The table above shows the most useful methods, some like getchildren(), and .parent allow you to navigate the tree one node at a time.
If you had a page with a structure like:
<!-- most HTML ommitted to focus on relevant path -->
<html>
<head></head>
<body>
<div class="main-content">
<table>
<tbody>
<tr>
<td>
Mark
</td>
</tr>
<tr>
<td>
Helly
</td>
</tr>
</tbody>
</table>
</div>
</body>
</html>You’d wind up with code that resembled:
# html > body > div > table > tbody > tr > td
root.getchildren()[1].getchildren()[0].getchildren()[0].getchildren()[1].getchildren()[0].text_content()As you might imagine, this code is excessively fragile. If new elements are added to the page, one of the getchildren()[0] calls might need to become getchildren[2]

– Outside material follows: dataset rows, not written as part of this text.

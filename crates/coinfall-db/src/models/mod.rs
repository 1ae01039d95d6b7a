//! Database models for persistent storage.

mod earnings;
mod placement;

pub use earnings::*;
pub use placement::*;
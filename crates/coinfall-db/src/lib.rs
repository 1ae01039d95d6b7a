//! Coinfall DB - Persistence layer using native_db
//!
//! Provides:
//! - The placed-block ledger that keeps player-placed blocks from dropping
//!   currency when broken again
//! - Stored ledger rows, so the ledger can survive restarts
//! - Per-player earnings statistics and their bulk reset

mod earnings;
mod error;
mod ledger;
mod models;
mod store;

pub use earnings::{PlayerEarnings, StatisticsReset};
pub use error::{Error, Result};
pub use ledger::PlacementLedger;
pub use store::Store;
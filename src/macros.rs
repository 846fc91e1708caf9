/// Builds a [`Value`](crate::Value) from JSON-like syntax.
///
/// Anything that is not `null`, `true`, `false`, an array or an object is
/// treated as an expression and converted with `Value::from`. Wrap
/// multi-token expressions (such as negative numbers) in parentheses inside
/// arrays and objects.
///
/// ```rust
/// use json_logger::{value, Value};
///
/// let v = value!({"name": "alice", "tags": ["a", "b"], "score": (-1.5), "seen": null});
/// assert_eq!(v.as_object().unwrap().len(), 4);
/// ```
#[macro_export]
macro_rules! value {
    (null) => {
        $crate::Value::Null
    };

    (true) => {
        $crate::Value::Bool(true)
    };

    (false) => {
        $crate::Value::Bool(false)
    };

    ([]) => {
        $crate::Value::Array(vec![])
    };

    ([ $($elem:tt),* $(,)? ]) => {
        $crate::Value::Array(vec![$($crate::value!($elem)),*])
    };

    ({}) => {
        $crate::Value::Object($crate::FieldMap::new())
    };

    ({ $($key:literal : $value:tt),* $(,)? }) => {{
        let mut object = $crate::FieldMap::new();
        $(
            object.insert($key, $crate::value!($value));
        )*
        $crate::Value::Object(object)
    }};

    ($other:expr) => {
        $crate::Value::from($other)
    };
}

/// Builds a [`FieldMap`](crate::FieldMap) for a log call.
///
/// ```rust
/// use json_logger::{fields, Value};
///
/// let amount = 42;
/// let map = fields!("amount": amount, "currency": "USD", "retry": amount > 40);
///
/// assert_eq!(map.get("amount"), Some(&Value::from(42)));
/// assert_eq!(map.get("retry"), Some(&Value::from(true)));
/// ```
#[macro_export]
macro_rules! fields {
    () => {
        $crate::FieldMap::new()
    };

    ($($key:literal : $value:expr),+ $(,)?) => {{
        let mut fields = $crate::FieldMap::new();
        $(
            fields.insert($key, $crate::Value::from($value));
        )+
        fields
    }};
}

#[cfg(test)]
mod tests {
    use crate::{FieldMap, Number, Value};

    #[test]
    fn test_value_macro_primitives() {
        assert_eq!(value!(null), Value::Null);
        assert_eq!(value!(true), Value::Bool(true));
        assert_eq!(value!(42), Value::Number(Number::Int(42)));
        assert_eq!(value!(3.5), Value::Number(Number::Float64(3.5)));
        assert_eq!(value!("hello"), Value::String("hello".to_string()));
        assert_eq!(value!(7u8), Value::Number(Number::Uint(7)));
    }

    #[test]
    fn test_value_macro_nesting() {
        let v = value!({"list": [1, {"k": null}], "empty": {}});
        let obj = v.as_object().unwrap();
        assert_eq!(obj.get("empty"), Some(&Value::Object(FieldMap::new())));
        let list = obj.get("list").and_then(Value::as_array).unwrap();
        assert_eq!(list.len(), 2);
        assert!(list[1].as_object().unwrap().get("k").unwrap().is_null());
    }

    #[test]
    fn test_fields_macro() {
        assert!(fields!().is_empty());
        let map = fields!("a": 1, "b": "two",);
        let keys: Vec<_> = map.keys().cloned().collect();
        assert_eq!(keys, vec!["a", "b"]);
    }
}
//! Pretty output, a custom time format and per-call overrides.
//!
//! Run with: cargo run --example custom_options

use json_logger::{
    fields, global, value, Format, JsonLogger, Level, Logger, LoggerOptions, PrettyJsonLogWriter,
};
use std::error::Error;
use std::sync::Arc;

fn main() -> Result<(), Box<dyn Error>> {
    let level: Level = "debug".parse()?;

    let pretty = JsonLogger::with_options(
        LoggerOptions::new()
            .with_level(level)
            .with_output(std::io::stdout())
            .with_format(Format::pretty())
            .with_custom_time_format("%Y-%m-%d %H:%M:%S")
            .with_base_fields(&fields!("service": "checkout", "region": "eu")),
    );

    // Later maps win, and noisy keys are normalized first
    pretty.debug(
        "cart updated",
        &[
            &fields!("items": value!([{"sku": "W-1", "qty": 2}]), "region": "us"),
            &fields!("'region':": "ap"),
        ],
    );

    let tabbed = JsonLogger::with_options(
        LoggerOptions::new()
            .with_output(std::io::stdout())
            .with_writer(PrettyJsonLogWriter::new("\t")),
    );
    tabbed.info("tab indented", &[&fields!("ok": true)]);

    // Install a logger for the package-level helpers
    global::set_logger(Arc::new(pretty));
    global::warn("through the global slot", &[&fields!("attempt": 3)]);

    global::clear_logger();
    global::error("dropped: no logger installed", &[]);

    Ok(())
}
//! # json_logger
//!
//! A structured logger that writes one JSON object per line, built around a
//! low-allocation value encoder.
//!
//! ## How an entry is written
//!
//! Every logging call runs through the same pipeline:
//!
//! - **Level filter**: calls below the configured minimum return before any
//!   work is done
//! - **Merge**: overrides between the logger's base fields and the call's
//!   field maps are resolved into a borrowed view; keys are normalized,
//!   later maps win and nothing is copied
//! - **Render**: a [`LogWriter`] writes `timestamp`, `level`, `message` and
//!   the fields into a pooled buffer
//! - **Emit**: the buffer is written to the sink under a lock, so concurrent
//!   entries never interleave
//!
//! Field values go through a two-tier encoder. [`encode()`] handles the common
//! shapes directly. Everything else (structs, enums, any `Serialize` type)
//! goes through the serde-based [`marshal`]. A value neither can represent is
//! written as its display text and the entry gains an `error` field; a log
//! call never fails.
//!
//! ## Quick Start
//!
//! ```rust
//! use json_logger::{fields, JsonLogger, Level, Logger, LoggerOptions};
//!
//! let logger = JsonLogger::with_options(
//!     LoggerOptions::new()
//!         .with_level(Level::Info)
//!         .with_output(std::io::stdout())
//!         .with_base_field("service", "payments"),
//! );
//!
//! logger.info("charge succeeded", &[&fields!("amount": 42, "currency": "USD")]);
//! // {"timestamp":"2024-01-01T12:00:00.123456789Z","level":"info","message":"charge succeeded","service":"payments","amount":42,"currency":"USD"}
//! ```
//!
//! ### Logging your own types
//!
//! ```rust
//! use json_logger::{FieldMap, JsonLogger, Logger, LoggerOptions, Value};
//! use serde::Serialize;
//!
//! #[derive(Debug, Serialize)]
//! struct Card {
//!     brand: &'static str,
//!     #[serde(rename = "last_four")]
//!     last4: &'static str,
//! }
//!
//! let logger = JsonLogger::with_options(LoggerOptions::new().with_output(std::io::sink()));
//! let mut fields = FieldMap::new();
//! fields.insert("card", Value::reflect(Card { brand: "visa", last4: "4242" }));
//! logger.info("card on file", &[&fields]);
//! ```
//!
//! ### Package-level helpers
//!
//! ```rust
//! use json_logger::{fields, global};
//!
//! global::warn("disk almost full", &[&fields!("free_mb": 120)]);
//! ```
//!
//! ## Encoding without logging
//!
//! ```rust
//! use json_logger::{to_string, value};
//!
//! assert_eq!(to_string(&value!({"ok": true})).unwrap(), r#"{"ok":true}"#);
//! ```

pub mod encode;
pub mod error;
pub mod global;
pub mod logger;
pub mod macros;
pub mod map;
pub mod merge;
pub mod options;
pub mod pool;
pub mod scalar;
pub mod ser;
pub mod value;
pub mod writer;

pub use encode::encode;
pub use error::{Error, Result};
pub use global::{clear_logger, set_logger};
pub use logger::{JsonLogger, Logger};
pub use map::FieldMap;
pub use merge::{is_canonical_key, merge, normalize_key};
pub use options::{Format, Level, LoggerOptions, TimeFormat};
pub use ser::{marshal, marshal_value, timestamp, Serializer, Timestamp, ValueSerializer};
pub use value::{Number, Reflect, Value};
pub use writer::{CompactJsonLogWriter, JsonLogWriter, LogWriter, PrettyJsonLogWriter};

use serde::Serialize;
use std::io;

/// Serialize any `T: Serialize` to JSON bytes.
///
/// # Examples
///
/// ```rust
/// use json_logger::to_vec;
///
/// assert_eq!(to_vec(&(1, "a")).unwrap(), br#"[1,"a"]"#);
/// ```
///
/// # Errors
///
/// Returns [`Error::UnsupportedType`] if the value has no JSON representation.
#[must_use = "this returns the result of the operation, errors must be handled"]
pub fn to_vec<T>(value: &T) -> Result<Vec<u8>>
where
    T: ?Sized + Serialize,
{
    let mut serializer = Serializer::new();
    value.serialize(&mut serializer)?;
    Ok(serializer.into_inner())
}

/// Serialize any `T: Serialize` to a JSON string.
///
/// # Examples
///
/// ```rust
/// use json_logger::to_string;
/// use serde::Serialize;
///
/// #[derive(Serialize)]
/// struct Point { x: i32, y: i32 }
///
/// assert_eq!(to_string(&Point { x: 1, y: 2 }).unwrap(), r#"{"x":1,"y":2}"#);
/// ```
///
/// # Errors
///
/// Returns [`Error::UnsupportedType`] if the value has no JSON representation.
#[must_use = "this returns the result of the operation, errors must be handled"]
pub fn to_string<T>(value: &T) -> Result<String>
where
    T: ?Sized + Serialize,
{
    String::from_utf8(to_vec(value)?).map_err(Error::io)
}

/// Convert any `T: Serialize` to a [`Value`].
///
/// # Examples
///
/// ```rust
/// use json_logger::{to_value, Value};
/// use serde::Serialize;
///
/// #[derive(Serialize)]
/// struct Point { x: i32, y: i32 }
///
/// let value: Value = to_value(&Point { x: 1, y: 2 }).unwrap();
/// assert!(value.is_object());
/// ```
///
/// # Errors
///
/// Returns [`Error::UnsupportedType`] if the value has no JSON representation.
#[must_use = "this returns the result of the operation, errors must be handled"]
pub fn to_value<T>(value: &T) -> Result<Value>
where
    T: ?Sized + Serialize,
{
    ser::to_value(value)
}

/// Serialize any `T: Serialize` as JSON into a writer.
///
/// The value is fully encoded before anything is written, so the writer
/// never sees a partial document.
///
/// # Errors
///
/// Returns [`Error::UnsupportedType`] if the value has no JSON
/// representation, or [`Error::Io`] if writing fails.
#[must_use = "this returns the result of the operation, errors must be handled"]
pub fn to_writer<W, T>(mut writer: W, value: &T) -> Result<()>
where
    W: io::Write,
    T: ?Sized + Serialize,
{
    let bytes = to_vec(value)?;
    writer.write_all(&bytes).map_err(Error::io)
}
//! Configuration options for [`JsonLogger`](crate::JsonLogger).
//!
//! This module provides the types that describe how a logger behaves:
//!
//! - [`Level`]: minimum severity that gets written
//! - [`TimeFormat`]: how the `timestamp` field is rendered
//! - [`Format`]: which built-in rendering strategy to use
//! - [`LoggerOptions`]: the builder that ties them together
//!
//! ## Examples
//!
//! ```rust
//! use json_logger::{FieldMap, Format, JsonLogger, Level, LoggerOptions};
//!
//! let options = LoggerOptions::new()
//!     .with_level(Level::Warn)
//!     .with_output(std::io::sink())
//!     .with_base_field("service", "payments")
//!     .with_custom_time_format("%Y-%m-%d %H:%M:%S")
//!     .with_format(Format::pretty());
//!
//! let logger = JsonLogger::with_options(options);
//! assert_eq!(logger.level(), Level::Warn);
//! ```

use crate::merge::{merge, normalize_key};
use crate::scalar::{quote, write_timestamp};
use crate::writer::{CompactJsonLogWriter, JsonLogWriter, LogWriter, PrettyJsonLogWriter};
use crate::{Error, FieldMap, Value};
use chrono::format::{Item, StrftimeItems};
use chrono::{DateTime, Utc};
use std::fmt::{self, Write as _};
use std::io;
use std::str::FromStr;

/// Severity of a log entry, ordered from least to most severe.
///
/// # Examples
///
/// ```rust
/// use json_logger::Level;
///
/// assert!(Level::Debug < Level::Error);
/// assert_eq!(Level::Warn.as_str(), "warn");
/// assert_eq!("WARNING".parse::<Level>().unwrap(), Level::Warn);
/// ```
#[derive(Clone, Copy, Debug, PartialEq, Eq, PartialOrd, Ord, Hash, Default)]
pub enum Level {
    Debug,
    #[default]
    Info,
    Warn,
    Error,
}

impl Level {
    /// Returns the token written in the `level` field.
    #[must_use]
    pub const fn as_str(&self) -> &'static str {
        match self {
            Level::Debug => "debug",
            Level::Info => "info",
            Level::Warn => "warn",
            Level::Error => "error",
        }
    }
}

impl fmt::Display for Level {
    fn fmt(&self, f: &mut fmt::Formatter<'_>) -> fmt::Result {
        f.write_str(self.as_str())
    }
}

impl FromStr for Level {
    type Err = Error;

    fn from_str(s: &str) -> Result<Self, Self::Err> {
        match s.trim().to_ascii_lowercase().as_str() {
            "debug" => Ok(Level::Debug),
            "info" => Ok(Level::Info),
            "warn" | "warning" => Ok(Level::Warn),
            "error" => Ok(Level::Error),
            _ => Err(Error::InvalidLevel(s.to_string())),
        }
    }
}

/// How the `timestamp` field of an entry is rendered.
///
/// Timestamps are always converted to UTC first.
#[derive(Clone, Debug, PartialEq, Eq, Default)]
pub enum TimeFormat {
    /// RFC 3339 with nanoseconds, trailing zeros trimmed.
    #[default]
    Rfc3339Nano,
    /// A `strftime`-style pattern, see [`chrono::format::strftime`].
    Custom(String),
}

impl TimeFormat {
    /// Builds a custom format, or `None` if the pattern is empty or invalid.
    ///
    /// # Examples
    ///
    /// ```rust
    /// use json_logger::TimeFormat;
    ///
    /// assert!(TimeFormat::custom("%H:%M:%S").is_some());
    /// assert!(TimeFormat::custom("").is_none());
    /// assert!(TimeFormat::custom("%Q").is_none());
    /// ```
    #[must_use]
    pub fn custom(pattern: &str) -> Option<Self> {
        if pattern.is_empty() {
            return None;
        }
        let invalid = StrftimeItems::new(pattern).any(|item| matches!(item, Item::Error));
        (!invalid).then(|| TimeFormat::Custom(pattern.to_string()))
    }

    /// Appends `ts` rendered in this format as a quoted JSON string.
    ///
    /// A custom pattern that fails to render falls back to RFC 3339.
    pub fn write_quoted(&self, buf: &mut Vec<u8>, ts: &DateTime<Utc>) {
        match self {
            TimeFormat::Rfc3339Nano => write_timestamp(buf, ts),
            TimeFormat::Custom(pattern) => {
                let mut text = String::with_capacity(pattern.len() + 16);
                if write!(text, "{}", ts.format(pattern)).is_ok() {
                    quote(buf, &text);
                } else {
                    write_timestamp(buf, ts);
                }
            }
        }
    }
}

/// Built-in rendering strategies.
#[derive(Clone, Debug, PartialEq, Eq, Default)]
pub enum Format {
    /// One object per line, no insignificant whitespace.
    #[default]
    Standard,
    /// Same bytes as [`Format::Standard`].
    Compact,
    /// One field per line, each prefixed by `indent`.
    Pretty { indent: String },
}

impl Format {
    /// Pretty format with the default two-space indent.
    #[must_use]
    pub fn pretty() -> Self {
        Format::Pretty {
            indent: String::new(),
        }
    }

    pub(crate) fn into_writer(self) -> Box<dyn LogWriter> {
        match self {
            Format::Standard => Box::new(JsonLogWriter::new()),
            Format::Compact => Box::new(CompactJsonLogWriter::new()),
            Format::Pretty { indent } => Box::new(PrettyJsonLogWriter::new(&indent)),
        }
    }
}

/// Configuration for a [`JsonLogger`](crate::JsonLogger).
///
/// Defaults: [`Level::Info`], stdout, no base fields,
/// [`TimeFormat::Rfc3339Nano`], [`Format::Standard`].
pub struct LoggerOptions {
    pub(crate) level: Level,
    pub(crate) output: Box<dyn io::Write + Send>,
    pub(crate) base_fields: FieldMap,
    pub(crate) time_format: TimeFormat,
    pub(crate) writer: Box<dyn LogWriter>,
}

impl Default for LoggerOptions {
    fn default() -> Self {
        LoggerOptions {
            level: Level::default(),
            output: Box::new(io::stdout()),
            base_fields: FieldMap::new(),
            time_format: TimeFormat::default(),
            writer: Format::default().into_writer(),
        }
    }
}

impl fmt::Debug for LoggerOptions {
    fn fmt(&self, f: &mut fmt::Formatter<'_>) -> fmt::Result {
        f.debug_struct("LoggerOptions")
            .field("level", &self.level)
            .field("base_fields", &self.base_fields)
            .field("time_format", &self.time_format)
            .field("writer", &self.writer)
            .finish_non_exhaustive()
    }
}

impl LoggerOptions {
    #[must_use]
    pub fn new() -> Self {
        Self::default()
    }

    /// Sets the minimum level; entries below it are dropped before any
    /// formatting work.
    #[must_use]
    pub fn with_level(mut self, level: Level) -> Self {
        self.level = level;
        self
    }

    /// Sets the sink entries are written to.
    ///
    /// # Examples
    ///
    /// ```rust
    /// use json_logger::LoggerOptions;
    ///
    /// let options = LoggerOptions::new().with_output(std::io::stderr());
    /// ```
    #[must_use]
    pub fn with_output<W>(mut self, output: W) -> Self
    where
        W: io::Write + Send + 'static,
    {
        self.output = Box::new(output);
        self
    }

    /// Merges `fields` into the base fields, normalizing keys. Later calls
    /// win on collisions.
    #[must_use]
    pub fn with_base_fields(mut self, fields: &FieldMap) -> Self {
        merge(&mut self.base_fields, [fields]);
        self
    }

    /// Adds a single base field.
    #[must_use]
    pub fn with_base_field(mut self, key: &str, value: impl Into<Value>) -> Self {
        self.base_fields.insert(normalize_key(key), value);
        self
    }

    #[must_use]
    pub fn with_time_format(mut self, time_format: TimeFormat) -> Self {
        self.time_format = time_format;
        self
    }

    /// Uses a `strftime`-style pattern for the `timestamp` field.
    ///
    /// An empty or invalid pattern is ignored and the current format kept.
    ///
    /// # Examples
    ///
    /// ```rust
    /// use json_logger::{LoggerOptions, TimeFormat};
    ///
    /// let options = LoggerOptions::new().with_custom_time_format("");
    /// assert_eq!(options.time_format(), &TimeFormat::Rfc3339Nano);
    /// ```
    #[must_use]
    pub fn with_custom_time_format(mut self, pattern: &str) -> Self {
        match TimeFormat::custom(pattern) {
            Some(format) => self.time_format = format,
            None => tracing::debug!(pattern, "ignoring unusable time format"),
        }
        self
    }

    /// Selects one of the built-in rendering strategies.
    #[must_use]
    pub fn with_format(mut self, format: Format) -> Self {
        self.writer = format.into_writer();
        self
    }

    /// Installs a custom rendering strategy.
    #[must_use]
    pub fn with_writer<L>(mut self, writer: L) -> Self
    where
        L: LogWriter + 'static,
    {
        self.writer = Box::new(writer);
        self
    }

    #[must_use]
    pub fn level(&self) -> Level {
        self.level
    }

    #[must_use]
    pub fn base_fields(&self) -> &FieldMap {
        &self.base_fields
    }

    #[must_use]
    pub fn time_format(&self) -> &TimeFormat {
        &self.time_format
    }
}

#[cfg(test)]
mod tests {
    use super::*;
    use chrono::TimeZone;

    #[test]
    fn test_level_ordering_and_tokens() {
        assert!(Level::Debug < Level::Info);
        assert!(Level::Info < Level::Warn);
        assert!(Level::Warn < Level::Error);
        assert_eq!(Level::default(), Level::Info);
        assert_eq!(Level::Error.to_string(), "error");
    }

    #[test]
    fn test_level_from_str() {
        assert_eq!(" Debug ".parse::<Level>(), Ok(Level::Debug));
        assert_eq!("warning".parse::<Level>(), Ok(Level::Warn));
        assert_eq!(
            "loud".parse::<Level>(),
            Err(Error::InvalidLevel("loud".to_string()))
        );
    }

    #[test]
    fn test_custom_time_format_is_quoted() {
        let ts = Utc.with_ymd_and_hms(2024, 1, 1, 12, 0, 0).unwrap();
        let format = TimeFormat::custom("%d/%m/%Y \"%H\"").unwrap();

        let mut buf = Vec::new();
        format.write_quoted(&mut buf, &ts);
        assert_eq!(buf, br#""01/01/2024 \"12\"""#);
    }

    #[test]
    fn test_invalid_time_format_is_ignored() {
        let options = LoggerOptions::new()
            .with_custom_time_format("%Y")
            .with_custom_time_format("%Q");
        assert_eq!(
            options.time_format(),
            &TimeFormat::Custom("%Y".to_string())
        );
    }

    #[test]
    fn test_base_fields_merge_and_normalize() {
        let first = FieldMap::from([("service", "a"), ("region:", "eu")]);
        let second = FieldMap::from([("'service'", "b")]);

        let options = LoggerOptions::new()
            .with_base_fields(&first)
            .with_base_fields(&second)
            .with_base_field(" version ", 3);

        let fields = options.base_fields();
        assert_eq!(fields.get("service").and_then(Value::as_str), Some("b"));
        assert_eq!(fields.get("region").and_then(Value::as_str), Some("eu"));
        assert_eq!(fields.get("version"), Some(&Value::from(3)));
    }

    #[test]
    fn test_debug_omits_output() {
        let rendered = format!("{:?}", LoggerOptions::new().with_level(Level::Error));
        assert!(rendered.contains("Error"));
        assert!(rendered.contains(".."));
    }
}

Debugging/maintaining such code is a nightmare– so we’ll typically use selectors which help us navigate the table more efficiently and robustly.
You’ll see a few methods in the table above that allow you to select elements based on their properties:
elem.get_element_by_id("some_id")elem.cssselect("p.name")elem.xpath("//p[@class='name']")
The first of these is the simplest, we said that the id attribute in HTML is meant to be unique. If we are lucky, and the HTML in question puts an id on or near the item we are attempting to extract.
We can also use the cssselect and/or xpath attributes, which support miniature query languages which allow you to select a more specific element or set of elements based on their tag names, positions, and other attributes.
We’ll see examples of those, and you will also learn more about them in the Appendix on Selectors for a guide to CSS & XPath selector syntax.
Scraping Example
To demonstrate the usage of these tools, let’s look at a real world page: https://www.senate.gov/senators/SenateSalariesSince1789.htm
Once we’re on this page, we will use some tools built in to every browser:
- View Source - View the HTML returned by the current page’s main response. Can be accessed via:
- Right Click, (Developer Tools), View Page Source
- changing the URL in the browser toolbar to
view-source:https://example.com
- Web Inspector - Part of the built in Developer Tools, opened via:
- Menu bar: Tools -> Developer Tools
- Right Click, (Developer Tools), Inspect
- Cmd-Opt-I on MacOS
- Ctrl-Shift-I or F12 on Windows
Browse to this page, view the source, and then look for the text “$6.00 per diem”, which is in the first row of the table we’re interested in.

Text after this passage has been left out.